TASK DETAILS
For each line below, check whether "ActivityId" is present. Report how many lines have it, nothing else.

** Opening MATERIAL SUPPLIED block **

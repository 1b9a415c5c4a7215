//! Organization and phone models.

use crate::model::activity::{ActivityId, ActivityNode};
use crate::model::building::{Building, BuildingId};
use crate::model::{normalize_name, ValidationError};
use serde::{Deserialize, Serialize};
use std::collections::{BTreeSet, HashSet};

pub type OrganizationId = i64;
pub type PhoneId = i64;

/// Phone number shared by value across organizations.
#[derive(Debug, Clone, PartialEq, Eq, Hash, Serialize, Deserialize)]
pub struct Phone {
    pub id: PhoneId,
    pub number: String,
}

/// Stored organization row, without relations.
#[derive(Debug, Clone, PartialEq, Eq)]
pub struct OrganizationRecord {
    pub id: OrganizationId,
    pub name: String,
    pub building_id: BuildingId,
}

/// Organization with its building, phones and activities resolved.
#[derive(Debug, Clone, PartialEq, Serialize, Deserialize)]
pub struct Organization {
    pub id: OrganizationId,
    pub name: String,
    pub building_id: BuildingId,
    pub building: Building,
    pub phones: Vec<Phone>,
    pub activities: Vec<ActivityNode>,
}

impl Organization {
    /// Returns ids of directly attached activities.
    pub fn activity_ids(&self) -> BTreeSet<ActivityId> {
        self.activities.iter().map(|activity| activity.id).collect()
    }
}

/// Create request for one organization.
#[derive(Debug, Clone, PartialEq, Eq, Serialize, Deserialize)]
pub struct NewOrganization {
    pub name: String,
    pub building_id: BuildingId,
    #[serde(default)]
    pub phone_numbers: Vec<String>,
    /// Ids that do not exist at creation time are dropped.
    #[serde(default)]
    pub activity_ids: Vec<ActivityId>,
}

impl NewOrganization {
    pub fn new(name: impl Into<String>, building_id: BuildingId) -> Self {
        Self {
            name: name.into(),
            building_id,
            phone_numbers: Vec::new(),
            activity_ids: Vec::new(),
        }
    }

    pub fn with_phone(mut self, number: impl Into<String>) -> Self {
        self.phone_numbers.push(number.into());
        self
    }

    pub fn with_activity(mut self, activity_id: ActivityId) -> Self {
        self.activity_ids.push(activity_id);
        self
    }

    /// Returns the trimmed name.
    pub fn validate(&self) -> Result<String, ValidationError> {
        normalize_name(&self.name, "organization")
    }

    /// Phone numbers in first-seen order, duplicates removed.
    pub fn unique_phone_numbers(&self) -> Vec<&str> {
        let mut seen = HashSet::new();
        self.phone_numbers
            .iter()
            .map(String::as_str)
            .filter(|number| seen.insert(*number))
            .collect()
    }

    pub fn unique_activity_ids(&self) -> BTreeSet<ActivityId> {
        self.activity_ids.iter().copied().collect()
    }
}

** Closing MATERIAL SUPPLIED block **

SOLUTION TO THIS PROBLEM
5